> **PROBLEM**: From the entries below, copy every line holding the word "iter".

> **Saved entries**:

+++

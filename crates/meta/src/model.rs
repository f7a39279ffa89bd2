use burn::config::Config;
use burn::module::Module;
use burn::module::Param;
use burn::nn::Initializer;
use burn::nn::Linear;
use burn::nn::LinearConfig;
use burn::prelude::*;
use burn::tensor::activation::relu;
use rand::Rng;
use rand::SeedableRng;
use rand::rngs::SmallRng;
use rand_distr::StandardNormal;

/// Standard deviation of a unit normal truncated to [-2, 2].
const TRUNCATED_STD: f32 = 0.879_625_66;

/// Shape of the meta network.
#[derive(Config, Debug)]
pub struct MetaMlpConfig {
    /// Output dimension: one potential per source sample.
    pub potential_size: usize,
    /// Width of every hidden layer.
    #[config(default = "warmkhorn_core::META_HIDDEN_UNITS")]
    pub num_hidden_units: usize,
    /// Number of hidden ReLU layers.
    #[config(default = "warmkhorn_core::META_HIDDEN_LAYERS")]
    pub num_hidden_layers: usize,
    /// Seed for weight initialization.
    #[config(default = "warmkhorn_core::META_SEED")]
    pub seed: u64,
}

/// Multilayer perceptron `[a ; b] ↦ f`.
///
/// Hidden layers are dense + ReLU; the output layer is dense with no
/// activation, since potentials are unbounded.
#[derive(Module, Debug)]
pub struct MetaMlp<B: Backend> {
    hidden: Vec<Linear<B>>,
    output: Linear<B>,
}

impl MetaMlpConfig {
    /// Builds the network for inputs of width `input_size`.
    ///
    /// Weights are LeCun-normal (truncated at two standard deviations,
    /// variance 1/fan_in) drawn from `seed`; biases start at zero.
    pub fn init<B: Backend>(&self, input_size: usize, device: &B::Device) -> MetaMlp<B> {
        let ref mut rng = SmallRng::seed_from_u64(self.seed);
        let mut d_in = input_size;
        let mut hidden = Vec::with_capacity(self.num_hidden_layers);
        for _ in 0..self.num_hidden_layers {
            hidden.push(dense(d_in, self.num_hidden_units, rng, device));
            d_in = self.num_hidden_units;
        }
        let output = dense(d_in, self.potential_size, rng, device);
        MetaMlp { hidden, output }
    }
}

impl<B: Backend> MetaMlp<B> {
    /// `[batch, n + m]` marginals to `[batch, n]` potentials.
    pub fn forward(&self, z: Tensor<B, 2>) -> Tensor<B, 2> {
        let z = self
            .hidden
            .iter()
            .fold(z, |z, layer| relu(layer.forward(z)));
        self.output.forward(z)
    }
    pub fn input_size(&self) -> usize {
        self.hidden
            .first()
            .unwrap_or(&self.output)
            .weight
            .val()
            .dims()[0]
    }
    pub fn potential_size(&self) -> usize {
        self.output.weight.val().dims()[1]
    }
}

fn dense<B: Backend>(
    d_in: usize,
    d_out: usize,
    rng: &mut SmallRng,
    device: &B::Device,
) -> Linear<B> {
    let scale = (d_in as f32).recip().sqrt() / TRUNCATED_STD;
    let weights = (0..d_in * d_out)
        .map(|_| truncated(rng) * scale)
        .collect::<Vec<f32>>();
    let mut linear = LinearConfig::new(d_in, d_out)
        .with_initializer(Initializer::Zeros)
        .init(device);
    linear.weight = Param::from_tensor(Tensor::from_data(
        TensorData::new(weights, [d_in, d_out]),
        device,
    ));
    linear
}

fn truncated(rng: &mut SmallRng) -> f32 {
    loop {
        let z = rng.sample::<f32, _>(StandardNormal);
        if z.abs() <= 2. {
            return z;
        }
    }
}

#[cfg(test)]
mod tests {
    use super::*;
    use burn::backend::NdArray;

    type B = NdArray;

    fn inputs(device: &<B as Backend>::Device) -> Tensor<B, 2> {
        let data = (0..2 * 11).map(|i| (i as f32 * 0.37).sin()).collect::<Vec<_>>();
        Tensor::from_data(TensorData::new(data, [2, 11]), device)
    }

    #[test]
    fn shapes_follow_config() {
        let device = Default::default();
        let model = MetaMlpConfig::new(6)
            .with_num_hidden_units(16)
            .with_num_hidden_layers(2)
            .init::<B>(11, &device);
        assert_eq!(model.input_size(), 11);
        assert_eq!(model.potential_size(), 6);
        assert_eq!(model.forward(inputs(&device)).dims(), [2, 6]);
    }

    #[test]
    fn defaults_match_constants() {
        let config = MetaMlpConfig::new(32);
        assert_eq!(config.num_hidden_units, warmkhorn_core::META_HIDDEN_UNITS);
        assert_eq!(config.num_hidden_layers, warmkhorn_core::META_HIDDEN_LAYERS);
        assert_eq!(config.seed, warmkhorn_core::META_SEED);
    }

    #[test]
    fn seeded_initialization_is_reproducible() {
        let device = Default::default();
        let config = MetaMlpConfig::new(4).with_num_hidden_units(8);
        let run = |config: &MetaMlpConfig| {
            config
                .init::<B>(11, &device)
                .forward(inputs(&device))
                .into_data()
                .iter::<f32>()
                .collect::<Vec<_>>()
        };
        assert_eq!(run(&config), run(&config));
        assert_ne!(run(&config), run(&config.clone().with_seed(1)));
    }

    #[test]
    fn without_hidden_layers_is_affine() {
        let device = Default::default();
        let model = MetaMlpConfig::new(3)
            .with_num_hidden_layers(0)
            .init::<B>(11, &device);
        assert_eq!(model.input_size(), 11);
        let zero = Tensor::<B, 2>::zeros([1, 11], &device);
        let out = model.forward(zero).into_data().iter::<f32>().collect::<Vec<_>>();
        assert_eq!(out, vec![0.; 3]);
    }

    #[test]
    fn truncation_bounds_samples() {
        let ref mut rng = SmallRng::seed_from_u64(5);
        assert!((0..1000).map(|_| truncated(rng)).all(|z| z.abs() <= 2.));
    }
}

+++

> **RESULT OF THIS TASK**:
            .iter()
                .iter::<f32>()
        let out = model.forward(zero).into_data().iter::<f32>().collect::<Vec<_>>();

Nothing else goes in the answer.